他伸手握住她的手,温热的触感无时无刻不在提醒她,这个人是真的。
耳边忽然响起了很多声音,霍缚心用力抱住脑袋,手更用力地抓紧了简冉冉的手。
身后像是有一只无形的手,抓住了他的衣领,将他往那漆黑不见底的海里拉。
冰冷黑暗的世界里,一只纤细的手伸过来,用力地握紧他的手。
哥哥不要怕。
很黑的地方闭上双眼,再睁开就会看见烟花。
哥哥,我们不会死在这里的。我家人会带人来的,到时候我会拉着你一起走。
我手心里有一颗红痣,那不是天生的,是我哥哥用红笔戳的,墨水流进去了,愈合了就一直在那里了。
哥哥,不怕,我会一直一直在你身边。
霍缚心用力捏紧那只手,用尽全力忍着形式被撕裂的痛苦,强制性睁开了眼睛。
那双漆黑的,带着几分散漫和魅气的眼睛。
简冉冉已经在病床上熟睡了,霍缚心松开手,看清了简冉冉手心那颗妖冶的红痣。
这么多年过去了,还一如当年那般灿烂,如同她的主人一样。
“晚安。
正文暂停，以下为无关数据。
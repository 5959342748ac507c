use clap::Args;
use serde_json::Value;
use shopfloor::error::AppError;
use shopfloor::production::dates::parse_month;
use shopfloor::production::import::{parse_logs, parse_rules};
use shopfloor::production::migration::{migrate_documents, MigrationReport};
use shopfloor::production::{
    recalculate_all, LogWindow, OperatorReport, PointRule, ProductionLogEntry,
    ProductionServiceError, ProductivityTarget, RuleId,
};
use std::fs::File;
use std::io::{BufReader, Read};
use std::path::PathBuf;

#[derive(Args, Debug)]
pub(crate) struct ReportArgs {
    /// Points matrix CSV (sector,model,operation,points_per_unit)
    #[arg(long)]
    pub(crate) rules: PathBuf,
    /// Production log CSV export
    #[arg(long)]
    pub(crate) logs: PathBuf,
    /// Operator to report on
    #[arg(long)]
    pub(crate) operator: String,
    /// Restrict the report to one month (YYYY-MM)
    #[arg(long, value_parser = parse_month)]
    pub(crate) month: Option<LogWindow>,
    /// Daily points target (defaults to the plant standard)
    #[arg(long)]
    pub(crate) target: Option<f64>,
    /// Re-price every log against the matrix before reporting
    #[arg(long)]
    pub(crate) recalculate: bool,
}

#[derive(Args, Debug)]
pub(crate) struct MigrateArgs {
    /// JSON file holding an array of legacy log documents
    #[arg(long)]
    pub(crate) input: PathBuf,
    /// Where to write migrated logs (stdout when omitted)
    #[arg(long)]
    pub(crate) output: Option<PathBuf>,
}

pub(crate) struct ReportOutcome {
    pub(crate) report: OperatorReport,
    pub(crate) repriced: Option<usize>,
}

pub(crate) fn run_report(args: ReportArgs) -> Result<(), AppError> {
    let rules = BufReader::new(File::open(&args.rules)?);
    let logs = BufReader::new(File::open(&args.logs)?);
    let outcome = build_report(rules, logs, &args)?;
    render_report(&outcome);
    Ok(())
}

pub(crate) fn build_report<Rr: Read, Lr: Read>(
    rules: Rr,
    logs: Lr,
    args: &ReportArgs,
) -> Result<ReportOutcome, AppError> {
    let target = args.target.unwrap_or(ProductivityTarget::DEFAULT_POINTS);
    if !(target.is_finite() && target > 0.0) {
        return Err(ProductionServiceError::Validation(
            "report target must be a positive number".to_string(),
        )
        .into());
    }

    let rules: Vec<PointRule> = parse_rules(rules)?
        .into_iter()
        .enumerate()
        .map(|(index, draft)| draft.into_rule(RuleId(format!("rule-{:06}", index + 1))))
        .collect();
    let mut logs: Vec<ProductionLogEntry> = parse_logs(logs)?
        .into_iter()
        .map(|imported| imported.into_entry(&rules))
        .collect();

    let repriced = args
        .recalculate
        .then(|| recalculate_all(&mut logs, &rules));
    let window = args.month.unwrap_or(LogWindow::Unrestricted);

    Ok(ReportOutcome {
        report: OperatorReport::build(&args.operator, window, target, &logs),
        repriced,
    })
}

fn describe_window(window: &LogWindow) -> String {
    match window {
        LogWindow::Day { date } => date.to_string(),
        LogWindow::Month { year, month } => format!("{year}-{month:02}"),
        LogWindow::Range { from, to } => format!("{from} -> {to}"),
        LogWindow::Unrestricted => "all recorded days".to_string(),
    }
}

fn render_report(outcome: &ReportOutcome) {
    let report = &outcome.report;
    println!("Productivity report for {}", report.operator);
    println!(
        "Window: {} (target {:.0} points/day)",
        describe_window(&report.window),
        report.target
    );
    if let Some(repriced) = outcome.repriced {
        println!("Recalculated {repriced} log entries against the current matrix");
    }

    if report.days.is_empty() {
        println!("\nNo production recorded in this window");
        return;
    }

    println!("\nDaily efficiency");
    for day in &report.days {
        let marker = if day.has_unrated { " (includes unrated work)" } else { "" };
        println!(
            "- {}: {:.1} points, {} units, {:.1}%{}",
            day.date, day.points, day.units, day.efficiency_pct, marker
        );
    }

    let averages = &report.averages;
    println!(
        "\nGeneral average: {:.1}% over {} days",
        averages.avg_general, averages.total_days
    );
    println!(
        "Productive average: {:.1}% over {} pure days ({} mixed)",
        averages.avg_productive, averages.pure_days, averages.mixed_days
    );
    println!("Total points: {:.1}", report.total_points);
}

pub(crate) fn run_migrate(args: MigrateArgs) -> Result<(), AppError> {
    let input: Value = serde_json::from_reader(BufReader::new(File::open(&args.input)?))?;
    let report = migrate_value(input);

    for failure in &report.failures {
        eprintln!("document {} skipped: {}", failure.index, failure.error);
    }

    let rendered = serde_json::to_string_pretty(&report.entries)?;
    match args.output {
        Some(path) => {
            std::fs::write(&path, rendered)?;
            eprintln!(
                "migrated {} documents to {} ({} skipped)",
                report.entries.len(),
                path.display(),
                report.failures.len()
            );
        }
        None => println!("{rendered}"),
    }
    Ok(())
}

/// A lone object is migrated as a one-document batch.
pub(crate) fn migrate_value(input: Value) -> MigrationReport {
    match input {
        Value::Array(documents) => migrate_documents(&documents),
        other => migrate_documents(std::slice::from_ref(&other)),
    }
}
”
他将脸放在她的掌心,依赖得蹭了蹭,那一刻,好像一直飘忽着的灵魂忽然安定了下来。
天逐渐亮了。
简冉冉缓缓睁开眼睛,她花了好几秒才搞清楚状况,下意识去看自己的衣服,结果感觉自己的手异常的沉重。
她探头,他竟然抓住她的手腕,枕在她的手心上睡着了。
他睡着的模样很乖巧,骨骼线条,利落流畅,高挺地鼻子配合红润的薄唇,又有一种幼感,看着奶呼呼的。
果真就像网上形容的那样,又纯又欲。
他豁的一样睁开了眼睛,瞬间改变了整张脸的氛围,眼角眉梢看起来带着几分散漫,薄唇微勾如花瓣绽开,那点惹人怜爱的幼感没了,变得有几分神秘的危险。
“霍缚心?”简冉冉皱眉。
认识霍烨这么久,还是第一次见霍缚心呆在外面这么久。
“hell?”他对她眯了一样,伸了一个懒腰,而后抬手看了一眼手表,眉头微挑道,“我们似乎还要参加葬礼。”
他似乎很期待这件事情,不等简冉冉做出反应,就将她强制性推进洗手间洗漱去了。
“喏。”霍缚心将挤好牙膏的新牙刷递给简冉冉,然后弄好自己的,半眯着眼睛刷牙。
简冉冉看着镜子里的霍缚心,他的一举一动和霍烨截然不同。霍烨身上那种贵态感很足,一眼看过去只觉得这人宛若神邸,霍缚心却不是,他就像是电视里那种气死爸妈的浪荡子,浑身上都是散漫的,好像对这个世界的一切都是漠
不关心的模样。
“想什么?”霍缚心黝黑的眼睛看着里的简冉冉。
简冉冉瞬间回神,也不回答,认真刷牙。二十分钟后,苏溪带着衣服准时出现在病房外,她将手里的两个纸袋子递给霍缚心,“霍总,您今天只有一个行程,就是参加霍玥的葬礼,江源方面买了不少记者,可能会
在葬礼现场对您发难。另,江灿已经被江源买通关系放了出来,相关证据我们已经保存好,会在合适的场景放出来。”“好。”霍缚心点头,他脸上那几分散漫消失得干干净净,变得有几分冷漠,乍一看几乎与霍烨一模一样。